──────── Data for this exercise ────────

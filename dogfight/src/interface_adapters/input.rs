// Input sources: both seats on one keyboard, or one seat here and one across
// the relay.

use std::collections::BTreeMap;
use std::time::{Duration, Instant};

use async_trait::async_trait;
use tracing::{debug, info, warn};

use crate::domain::{InputError, InputSource, Key, KeyPress, PlaneModel, PlayerId};
use crate::interface_adapters::net::{NetError, Transport};
use crate::interface_adapters::protocol::{
    ClientId, JoinPayload, Payload, RelayFrame, action_frame, action_of, join_frame,
};
use crate::use_cases::{Recruit, Yoke, local_yokes, route_key};

const LOG_THROTTLE: Duration = Duration::from_secs(2);

pub struct LocalInput {
    yokes: Vec<Yoke>,
}

impl LocalInput {
    pub fn new() -> Self {
        Self {
            yokes: local_yokes(),
        }
    }
}

impl Default for LocalInput {
    fn default() -> Self {
        Self::new()
    }
}

#[async_trait]
impl InputSource for LocalInput {
    async fn exchange(&mut self, key: Option<Key>) -> Result<Vec<KeyPress>, InputError> {
        Ok(route_key(key, &self.yokes))
    }

    async fn close(&mut self) {}
}

/// A seat as agreed during bootstrap.
#[derive(Debug, Clone, PartialEq, Eq)]
pub struct Seat {
    pub client_id: ClientId,
    pub slot: PlayerId,
    pub recruit: Recruit,
}

/// Lockstep input over the relay. Each exchange sends the local action and
/// waits for the merged frame holding both clients' actions for the tick.
pub struct NetworkInput {
    transport: Transport,
    client_id: ClientId,
    yoke: Yoke,
    // Client id to slot, sorted by id.
    slots: BTreeMap<ClientId, PlayerId>,
    last_timeout_log: Instant,
}

impl NetworkInput {
    /// Announces `recruit` once and waits for the relay to pair us.
    ///
    /// Returns the input source, every seat in slot order, and our own slot.
    pub async fn connect(
        mut transport: Transport,
        client_id: ClientId,
        recruit: &Recruit,
        bootstrap_timeout: Duration,
    ) -> Result<(Self, Vec<Seat>, PlayerId), NetError> {
        let join = join_frame(&client_id, JoinPayload::from(recruit));
        if !transport.send(&join).await? {
            return Err(NetError::BootstrapTimeout);
        }
        info!(client_id = %client_id, "waiting for an opponent");

        let pairing = tokio::time::timeout(bootstrap_timeout, await_pairing(&mut transport, &client_id))
            .await
            .map_err(|_| NetError::BootstrapTimeout)??;

        let seats = seats_from(pairing);
        let local_slot = seats
            .iter()
            .find(|seat| seat.client_id == client_id)
            .map(|seat| seat.slot)
            .ok_or(NetError::BootstrapTimeout)?;
        let slots = seats.iter().map(|s| (s.client_id.clone(), s.slot)).collect();
        info!(client_id = %client_id, slot = local_slot, "paired");

        let input = Self {
            transport,
            client_id,
            yoke: Yoke::player_one(local_slot),
            slots,
            last_timeout_log: Instant::now() - LOG_THROTTLE,
        };
        Ok((input, seats, local_slot))
    }

    pub fn client_id(&self) -> &str {
        &self.client_id
    }

    fn presses_from(&self, frame: Option<&RelayFrame>) -> Vec<KeyPress> {
        self.slots
            .iter()
            .map(|(client_id, slot)| {
                KeyPress::new(*slot, frame.and_then(|f| action_of(f, client_id)))
            })
            .collect()
    }
}

// The first two-entry frame that includes us is the pairing broadcast.
async fn await_pairing(transport: &mut Transport, client_id: &str) -> Result<RelayFrame, NetError> {
    loop {
        match transport.receive().await? {
            Some(frame) if frame.len() == 2 && frame.contains_key(client_id) => return Ok(frame),
            Some(frame) => debug!(entries = frame.len(), "ignoring frame before pairing"),
            None => {}
        }
    }
}

// Slot order is lexicographic client id order, whatever order clients joined in.
fn seats_from(frame: RelayFrame) -> Vec<Seat> {
    frame
        .into_iter()
        .zip(1..)
        .map(|((client_id, payload), slot)| {
            let recruit = match payload {
                Some(Payload::Join(join)) => Recruit::from(join),
                _ => Recruit::new(format!("pilot-{slot}"), PlaneModel::default()),
            };
            Seat {
                client_id,
                slot,
                recruit,
            }
        })
        .collect()
}

fn should_log(last: &mut Instant) -> bool {
    if last.elapsed() >= LOG_THROTTLE {
        *last = Instant::now();
        true
    } else {
        false
    }
}

#[async_trait]
impl InputSource for NetworkInput {
    async fn exchange(&mut self, key: Option<Key>) -> Result<Vec<KeyPress>, InputError> {
        let action = key.and_then(|k| self.yoke.action_for(k));
        let sent = self
            .transport
            .send(&action_frame(&self.client_id, action))
            .await?;
        if !sent && should_log(&mut self.last_timeout_log) {
            warn!("input send timed out; tick input lost");
        }

        match self.transport.receive().await? {
            Some(frame) => Ok(self.presses_from(Some(&frame))),
            None => {
                // Indistinguishable from a tick where nobody pressed anything.
                if should_log(&mut self.last_timeout_log) {
                    warn!("no merged frame within timeout; treating tick as idle");
                }
                Ok(self.presses_from(None))
            }
        }
    }

    async fn close(&mut self) {
        self.transport.close().await;
    }
}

────────

(Aim of the exercise): Search the records for the word "BootstrapTimeout" and return every line that holds it.

(Response box):
            return Err(NetError::BootstrapTimeout);
            .map_err(|_| NetError::BootstrapTimeout)??;
            .ok_or(NetError::BootstrapTimeout)?;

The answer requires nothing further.